***** THE DATA *****

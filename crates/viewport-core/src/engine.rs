//! Engine facade tying the scene, the camera controller and a render target
//! together. Front-ends own one `ViewportEngine` and drive it from their event
//! and frame callbacks.

use crate::camera::{Camera, ScreenExtents, ViewMode};
use crate::config::ViewportConfig;
use crate::controller::CameraController;
use crate::debounce::Debouncer;
use crate::error::{Result, ViewportError};
use crate::scene::{Scene, SceneComposer, Theme, ViewportSize};
use crate::spec::{validate_screens, ScreenSpec};
use glam::{Mat4, Vec2};
use instant::Instant;

/// Everything a renderer needs for one frame.
pub struct FrameView<'a> {
    pub view_proj: Mat4,
    pub camera: &'a Camera,
    pub scene: &'a Scene,
    pub theme: Theme,
    pub viewport: ViewportSize,
}

/// Render step seam. The GPU renderer implements it behind the `gpu` feature;
/// tests use recording doubles.
pub trait RenderTarget {
    fn resize(&mut self, size: ViewportSize);
    fn render(&mut self, frame: &FrameView<'_>) -> anyhow::Result<()>;
}

pub struct ViewportEngine<R: RenderTarget> {
    composer: SceneComposer,
    controller: CameraController,
    theme: Theme,
    viewport: ViewportSize,
    debounce: Debouncer,
    target: R,
}

impl<R: RenderTarget> ViewportEngine<R> {
    pub fn new(config: ViewportConfig, target: R) -> Result<Self> {
        config.validate()?;
        let mut composer = SceneComposer::new();
        composer.update(&[], Theme::default(), ViewportSize::default())?;
        Ok(Self {
            composer,
            debounce: Debouncer::new(config.distance_debounce),
            controller: CameraController::new(config),
            theme: Theme::default(),
            viewport: ViewportSize::default(),
            target,
        })
    }

    pub fn scene(&self) -> &Scene {
        self.composer.scene()
    }

    pub fn screens(&self) -> &[ScreenSpec] {
        self.composer.specs()
    }

    pub fn controller(&self) -> &CameraController {
        &self.controller
    }

    pub fn view_mode(&self) -> ViewMode {
        self.controller.mode()
    }

    pub fn theme(&self) -> Theme {
        self.theme
    }

    pub fn viewport(&self) -> ViewportSize {
        self.viewport
    }

    pub fn target(&self) -> &R {
        &self.target
    }

    pub fn target_mut(&mut self) -> &mut R {
        &mut self.target
    }

    pub fn retarget_pending(&self) -> bool {
        self.debounce.is_pending()
    }

    pub fn update_screens(&mut self, specs: &[ScreenSpec]) -> Result<()> {
        self.update_screens_at(specs, Instant::now())
    }

    /// Replace the screen list. Invalid input leaves the current scene and
    /// camera untouched. Distance-only edits retarget the camera after the
    /// debounce window; anything else retargets right away.
    pub fn update_screens_at(&mut self, specs: &[ScreenSpec], now: Instant) -> Result<()> {
        if let Err(e) = validate_screens(specs) {
            log::warn!("[scene] rejected screen update: {}", e);
            return Err(e);
        }
        let distance_only = distance_only_change(self.composer.specs(), specs);
        if !self.composer.update(specs, self.theme, self.viewport)? {
            return Ok(());
        }
        let extents = ScreenExtents::from_specs(specs);
        self.controller.set_extents(extents);
        log::info!(
            "[scene] {} screen(s), furthest {:.3} m",
            specs.len(),
            extents.furthest_m
        );
        if distance_only {
            self.debounce.schedule(now);
        } else {
            self.debounce.cancel();
            self.controller.retarget();
        }
        Ok(())
    }

    /// Parse and apply a JSON screen list.
    pub fn update_screens_json(&mut self, json: &str) -> Result<()> {
        let specs = crate::spec::parse_screens(json)?;
        self.update_screens(&specs)
    }

    pub fn set_view_mode(&mut self, mode: ViewMode) {
        if self.controller.set_view_mode(mode) {
            // The switch already targets the latest extents.
            self.debounce.cancel();
        }
    }

    pub fn set_theme(&mut self, theme: Theme) -> Result<()> {
        if theme == self.theme {
            return Ok(());
        }
        self.theme = theme;
        let specs = self.composer.specs().to_vec();
        self.composer.update(&specs, theme, self.viewport)?;
        log::info!("[scene] theme {:?}", theme);
        Ok(())
    }

    /// Synchronous resize in physical pixels: projection, line width and the
    /// render target's surface all follow before the next frame.
    pub fn resize(&mut self, width_px: u32, height_px: u32) -> Result<()> {
        let size = ViewportSize::new(width_px, height_px);
        if size == self.viewport {
            return Ok(());
        }
        self.viewport = size;
        self.controller.resize(size);
        let specs = self.composer.specs().to_vec();
        self.composer.update(&specs, self.theme, size)?;
        self.target.resize(size);
        log::debug!("[camera] resize {}x{}", size.width_px, size.height_px);
        Ok(())
    }

    pub fn pointer_down(&mut self, pointer_id: i32, x: f32, y: f32) {
        self.controller.pointer_down(pointer_id, Vec2::new(x, y));
    }

    pub fn pointer_move(&mut self, pointer_id: i32, x: f32, y: f32) {
        self.controller.pointer_move(pointer_id, Vec2::new(x, y));
    }

    pub fn pointer_up(&mut self, pointer_id: i32) {
        self.controller.pointer_up(pointer_id);
    }

    pub fn pointer_cancel(&mut self, pointer_id: i32) {
        self.controller.pointer_cancel(pointer_id);
    }

    pub fn wheel(&mut self, delta_y: f32) {
        self.controller.wheel(delta_y);
    }

    /// One frame: fire a due retarget, advance the camera, render.
    pub fn tick(&mut self, now: Instant) -> Result<()> {
        if self.debounce.poll(now) {
            log::debug!("[camera] debounced retarget");
            self.controller.retarget();
        }
        self.controller.tick();
        let camera = self.controller.view_camera();
        let frame = FrameView {
            view_proj: camera.view_proj(),
            camera: &camera,
            scene: self.composer.scene(),
            theme: self.theme,
            viewport: self.viewport,
        };
        self.target
            .render(&frame)
            .map_err(|e| ViewportError::RenderContext(format!("{e:#}")))
    }

    /// Stop driving the engine and hand the render target back for disposal.
    pub fn shutdown(self) -> R {
        log::info!("[scene] viewport shut down");
        self.target
    }
}

/// Same list shape with only the viewing distances edited.
pub fn distance_only_change(previous: &[ScreenSpec], next: &[ScreenSpec]) -> bool {
    !previous.is_empty()
        && previous.len() == next.len()
        && previous.iter().zip(next).all(|(p, n)| {
            ScreenSpec {
                viewing_distance_mm: n.viewing_distance_mm,
                ..p.clone()
            } == *n
        })
}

*****

THE TASK: Only the lines from the first line of the records through the line containing "use crate::controller::CameraController;" should be repeated, exactly as they appear.

TASK RESULT:
filename crates/viewport-core/src/engine.rs
//! Engine facade tying the scene, the camera controller and a render target
//! together. Front-ends own one `ViewportEngine` and drive it from their event
//! and frame callbacks.

use crate::camera::{Camera, ScreenExtents, ViewMode};
use crate::config::ViewportConfig;
use crate::controller::CameraController;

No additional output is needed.